By Babatunde Olateju
Manager, Carbon Capture and Utilization, Alberta Innovates
Surindar Singh
Executive Director, Clean Technology, Alberta Innovates
Jamie McInnis
Portfolio Manager,
Reservoir Simulation and Modelling Research Group,
University of Calgary


The province of Alberta, located in Western Canada (see Figure 1), is regarded as the pillar of Canada’s energy economy. It is home to the third largest oil reserves in the world,1 produces 68% of Canada’s natural gas,2 holds significant renewable energy resources, and is the site of Canada’s first commercial windfarm.3 Yet the most abundant fossil fuel energy resource in Alberta is coal. The energy content of coal in Alberta is greater than the energy content of natural gas and oil combined, including the oil sands.4 Coal-bearing formations underlie 304,000 km2 or 46% of Alberta’s total area, making the formations larger than the United Kingdom. Alberta’s coal resource is estimated to be greater than 2 trillion tonnes.4

FIGURE 1. Location of Alberta in Western Canada

Since the deregulation of the Alberta electricity market in 1996, electricity supply has been dominated by coal. It accounted for 51% of electricity generation in 2015 and 39% of the current generation capacity in the province.5 Alberta’s electricity sector accounted for 17% of its greenhouse gas (GHG) emissions6 in 2013. Coal-fired plants are the primary source of these emissions. Against this backdrop, a newly elected provincial government in May 2015 brought a change to the political leadership and also to the provincial climate change policy. In June 2015, the provincial government introduced bold new changes to the Specified Gas Emitters Regulation (SGER).A The emissions levy was increased from the original $CDN15/tonne (US$11.19) to $CDN30/tonne (US$22.13) by 2017.7 Additionally, a higher performance criterion was put in place: By 2017, emissions intensity must be reduced by 20% from an established baseline, as opposed to the original target of 12%.7 In November 2015, the government articulated the following points relevant to the electricity sector, as part of its Climate Leadership Plan:

  • Mandated phaseout of pollutant emissions from coal-fired plants by 2030.
  • Coal-fired plants will pay $CDN30/tonne for emissions, based on an emissions performance standard, by 2018.
  • Replacement of existing coal-fired plant capacity (6299 MW), with about 4200 MW of renewables (two-thirds of existing coal capacity) and 2100 MW of natural gas (one-third of existing coal capacity), will be achieved by 2030.
  • Thirty percent of Alberta’s electricity generation (MWh) will be from renewables by 2030.8

Keep Hills 3 coal-fired power plant

In November 2016, plans for a capacity market (by 2021) to complement Alberta’s current energy-only market system were announced.9 In the energy-only market system, generators are only compensated for the actual amount of energy (MWh) supplied to the grid. The introduction of a capacity market is intended to strengthen the reliability of supply and stabilize electricity prices, while providing an opportunity for generators to earn revenue by making generating capacity (MW) available to be dispatched when required.

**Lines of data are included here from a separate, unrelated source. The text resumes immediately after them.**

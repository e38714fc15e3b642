//! Event payload trait and lineage declarations.
//!
//! Every payload type posted to the bus implements [`Event`] and declares a
//! [`Lineage`]: the ordered list of fully-qualified type names it answers to.
//! The lineage replaces the original runtime reflection walk over base
//! classes and interfaces with an explicit per-type table, which keeps
//! dispatch deterministic and portable.

use std::any::Any;
use std::rc::{Rc, Weak};

/// Ordered list of type names an event type answers to.
///
/// The first entry is the type's own fully-qualified name; every further
/// entry is an ancestor or capability name. Lineages compose: a derived type
/// starts with its own name and appends its parent's lineage, so the whole
/// hierarchy is walked at declaration time rather than via reflection.
///
/// Duplicate names are tolerated (a diamond of capabilities can reach the
/// same name twice); the registry dedupes while preserving first-occurrence
/// order. Universal root types (`object` equivalents) are simply never
/// declared.
///
/// # Example
///
/// ```
/// use event_system::Lineage;
///
/// fn game_event() -> Lineage {
///     Lineage::of("demo::GameEvent")
/// }
///
/// let damaged = Lineage::of("demo::Damaged").extends(game_event());
/// assert_eq!(damaged.names(), ["demo::Damaged", "demo::GameEvent"]);
/// ```
#[derive(Debug, Clone)]
pub struct Lineage {
    names: Vec<&'static str>,
}

impl Lineage {
    /// Starts a lineage with the type's own fully-qualified name.
    pub fn of(name: &'static str) -> Self {
        Self { names: vec![name] }
    }

    /// Appends a parent or capability lineage after this type's own names.
    pub fn extends(mut self, parent: Lineage) -> Self {
        self.names.extend(parent.names);
        self
    }

    /// The declared names, own name first.
    pub fn names(&self) -> &[&'static str] {
        &self.names
    }
}

/// A payload that can be posted to the bus.
///
/// Payloads are constructed by the producer immediately before posting and
/// must not be mutated after handoff; the bus owns them transiently (queue or
/// dispatch stack) and drops them after delivery.
pub trait Event: Any {
    /// The lineage of type names this event answers to, own name first.
    fn lineage() -> Lineage
    where
        Self: Sized;

    /// Identity of the producer, if the payload carries one.
    ///
    /// The bus never stores or upgrades this; it exists so consumers can
    /// distinguish senders without the bus keeping anything alive.
    fn sender(&self) -> Option<&SenderRef> {
        None
    }
}

impl dyn Event {
    /// Downcasts to a concrete event type.
    pub fn downcast_ref<E: Event>(&self) -> Option<&E> {
        (self as &dyn Any).downcast_ref::<E>()
    }

    /// Returns `true` if the concrete payload is an `E`.
    pub fn is<E: Event>(&self) -> bool {
        (self as &dyn Any).is::<E>()
    }
}

/// Weak, identity-only reference to the object that produced an event.
///
/// Holding one never keeps the sender alive.
#[derive(Clone)]
pub struct SenderRef(Weak<dyn Any>);

impl SenderRef {
    /// Captures the identity of a shared sender.
    pub fn new<T: Any>(sender: &Rc<T>) -> Self {
        // Bind as `Weak<T>` first; the unsize coercion happens at the
        // constructor call.
        let weak: Weak<T> = Rc::downgrade(sender);
        Self(weak)
    }

    /// Attempts to recover the sender, if it is still alive.
    pub fn upgrade(&self) -> Option<Rc<dyn Any>> {
        self.0.upgrade()
    }

    /// Returns `true` if this reference identifies `other`.
    pub fn is_sender<T: Any>(&self, other: &Rc<T>) -> bool {
        match self.0.upgrade() {
            Some(alive) => std::ptr::addr_eq(Rc::as_ptr(&alive), Rc::as_ptr(other)),
            None => false,
        }
    }
}

impl std::fmt::Debug for SenderRef {
    fn fmt(&self, f: &mut std::fmt::Formatter<'_>) -> std::fmt::Result {
        let state = if self.0.strong_count() > 0 {
            "alive"
        } else {
            "dropped"
        };
        write!(f, "SenderRef({state})")
    }
}

#[cfg(test)]
mod tests {
    use super::*;

    struct Base;
    impl Event for Base {
        fn lineage() -> Lineage {
            Lineage::of("tests::Base")
        }
    }

    struct Derived;
    impl Event for Derived {
        fn lineage() -> Lineage {
            Lineage::of("tests::Derived").extends(Base::lineage())
        }
    }

    #[test]
    fn lineage_composes_own_name_first() {
        let lineage = Derived::lineage();
        assert_eq!(lineage.names(), ["tests::Derived", "tests::Base"]);
    }

    #[test]
    fn dyn_downcast_recovers_concrete_type() {
        let boxed: Box<dyn Event> = Box::new(Derived);
        assert!(boxed.is::<Derived>());
        assert!(!boxed.is::<Base>());
        assert!(boxed.downcast_ref::<Derived>().is_some());
    }

    #[test]
    fn sender_ref_is_identity_only() {
        let producer = Rc::new(42u32);
        let sender = SenderRef::new(&producer);
        assert!(sender.is_sender(&producer));
        assert!(sender.upgrade().is_some());

        drop(producer);
        assert!(sender.upgrade().is_none());
    }
}
//! Stable type-name hashing and the per-bus hash cache.
//!
//! Dispatch matches subscriptions to events by integer hashes of
//! fully-qualified type names. The hash must be stable within a process (and
//! is, in fact, stable across processes): `std::hash` gives no such
//! guarantee, so names are digested with SHA-256 and truncated to 64 bits.
//! Collision probability at that width is negligible for any realistic set
//! of event types.

use std::any::TypeId;
use std::collections::{HashMap, HashSet};
use std::rc::Rc;

use sha2::{Digest, Sha256};

use crate::event::{Event, Lineage};

/// Stable 64-bit identifier for a fully-qualified type name.
#[derive(Debug, Clone, Copy, PartialEq, Eq, Hash, PartialOrd, Ord)]
pub struct TypeHash(u64);

impl TypeHash {
    /// Hashes a fully-qualified type name.
    pub fn of_name(name: &str) -> Self {
        let digest = Sha256::digest(name.as_bytes());
        let mut prefix = [0u8; 8];
        prefix.copy_from_slice(&digest[..8]);
        Self(u64::from_be_bytes(prefix))
    }

    /// The hash of an event type's own name (the first lineage entry).
    pub fn of<E: Event>() -> Self {
        let lineage = E::lineage();
        let own = lineage
            .names()
            .first()
            .copied()
            .expect("event lineage must declare at least the type's own name");
        Self::of_name(own)
    }

    /// Raw hash value, for diagnostics.
    pub fn value(self) -> u64 {
        self.0
    }
}

/// Memoizes the hash list computed from each event type's lineage.
///
/// The cache is keyed by `TypeId` and computed once per type for the life of
/// the registry. Hosts that reload event definitions (the original cleared
/// its cache on editor-mode exit) call [`TypeRegistry::reset`].
#[derive(Debug, Default)]
pub struct TypeRegistry {
    cache: HashMap<TypeId, Rc<[TypeHash]>>,
}

impl TypeRegistry {
    pub fn new() -> Self {
        Self::default()
    }

    /// The ordered, deduplicated hash list for `E`.
    ///
    /// Order follows the lineage declaration (own name first, ancestors
    /// after); a name reached twice through a capability diamond contributes
    /// one hash at its first occurrence.
    pub fn hashes_of<E: Event>(&mut self) -> Rc<[TypeHash]> {
        self.cache
            .entry(TypeId::of::<E>())
            .or_insert_with(|| compute_hashes(&E::lineage()))
            .clone()
    }

    /// Drops every cached hash list.
    pub fn reset(&mut self) {
        self.cache.clear();
    }
}

fn compute_hashes(lineage: &Lineage) -> Rc<[TypeHash]> {
    let mut seen = HashSet::new();
    let mut hashes = Vec::with_capacity(lineage.names().len());
    for name in lineage.names() {
        let hash = TypeHash::of_name(name);
        if seen.insert(hash) {
            hashes.push(hash);
        }
    }
    hashes.into()
}

#[cfg(test)]
mod tests {
    use super::*;

    struct Base;
    impl Event for Base {
        fn lineage() -> Lineage {
            Lineage::of("tests::Base")
        }
    }

    struct Derived;
    impl Event for Derived {
        fn lineage() -> Lineage {
            Lineage::of("tests::Derived").extends(Base::lineage())
        }
    }

    struct Diamond;
    impl Event for Diamond {
        fn lineage() -> Lineage {
            Lineage::of("tests::Diamond")
                .extends(Base::lineage())
                .extends(Base::lineage())
        }
    }

    #[test]
    fn hash_is_deterministic() {
        assert_eq!(
            TypeHash::of_name("tests::Base"),
            TypeHash::of_name("tests::Base")
        );
        assert_ne!(
            TypeHash::of_name("tests::Base"),
            TypeHash::of_name("tests::Derived")
        );
    }

    #[test]
    fn own_hash_is_first_lineage_entry() {
        assert_eq!(TypeHash::of::<Derived>(), TypeHash::of_name("tests::Derived"));
    }

    #[test]
    fn hashes_follow_lineage_order() {
        let mut registry = TypeRegistry::new();
        let hashes = registry.hashes_of::<Derived>();
        assert_eq!(
            hashes.as_ref(),
            [
                TypeHash::of_name("tests::Derived"),
                TypeHash::of_name("tests::Base"),
            ]
        );
    }

    #[test]
    fn duplicate_lineage_names_are_deduped() {
        let mut registry = TypeRegistry::new();
        let hashes = registry.hashes_of::<Diamond>();
        assert_eq!(hashes.len(), 2);
    }

    #[test]
    fn cache_returns_same_allocation_until_reset() {
        let mut registry = TypeRegistry::new();
        let first = registry.hashes_of::<Base>();
        let second = registry.hashes_of::<Base>();
        assert!(Rc::ptr_eq(&first, &second));

        registry.reset();
        let third = registry.hashes_of::<Base>();
        assert!(!Rc::ptr_eq(&first, &third));
    }
}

In light of this new era in Alberta’s electricity market, this article aims to address the following questions: (1) What do these changes mean for coal-fired power plants in the context of Alberta’s electricity market? (2) What are the key determining factors for the successful phaseout of coal and what are the implications? (3) Are we living in a post-coal era or is a future coal resurgence possible?

To address these questions, we first need to understand the current basic Alberta economics of electricity generation as it pertains to coal-fired plants.


In Alberta’s wholesale electricity market, the price is determined by supply and demand forces; a price floor of $0/MWh and a price celling of $999/MWh are set in place. The mechanism to determine the price of electricity involves the Alberta Electric System Operator (AESO) using a merit-order system where generators offer bids to supply electricity at various prices (often related to their marginal cost of electricity generation). The AESO dispatches supply bids in ascending order of costs—i.e., the least-cost bid is dispatched first, and so on—to service demand. The last bid dispatched within a one-minute time frame sets the system marginal price (SMP). Finally, the average of the SMP for each minute in a given hour sets the hourly pool price. The hourly pool price is used to compensate all generators that supply electricity in a particular hour.10 An exception occurs when a supply bid was dispatched for only part of an hour, at a price greater than the average price in that hour. In such a case, the AESO pays the supply bid price for that portion of that hour.10

The economics of operating coal-fired plants in Alberta are quite challenging for several reasons. First, to coincide with the oil price shock in the last quarter of 2014, electricity demand weakened (about two-thirds of Alberta’s electricity demand is industrial) as new supply capacity was about to be commissioned.B As a result, the pool price began a steep descent and reached levels (< $CDN20/MWh) not seen in two decades.11 Second, sustained low natural gas prices make gas plants a competitive option relative to coal, particularly for baseload operations. Third, the April 2015 introduction of wind power plants into the merit-order system10,12 added downward pressure on the pool price. Wind plants have near-zero marginal costs and can afford to bid into the market at low energy prices that are uneconomic for coal. With significantly increased renewable penetration anticipated (plants with generally low marginal costs), the downward pressure exerted on prices will likely increase in magnitude. Last, the changes to the SGER resulted in a material increase in the cost of compliance for coal power plants; it is expected to rise from $CDN2/MWh in 2015 to $CDN6/MWh in 2017.13


The difficult economic circumstance of coal-fired plants is not unique to Alberta; it is indicative of a broader trend in electricity markets across North America. For example, both the Electric Reliability Council of Texas (ERCOT) and wholesaler PJMC have low natural gas prices. Additionally, the increased penetration and cost-efficiency of renewables such as wind and solar are reducing the market share and competitiveness of coal significantly.14 A successful phaseout of coal by 2030 must be done in a planned, orderly fashion to ensure the reliability of the grid, affordability of energy prices, and the continued downward trend of GHG emissions in the future. This is dependent on several factors that serve as key determinants of success in the impending phaseout.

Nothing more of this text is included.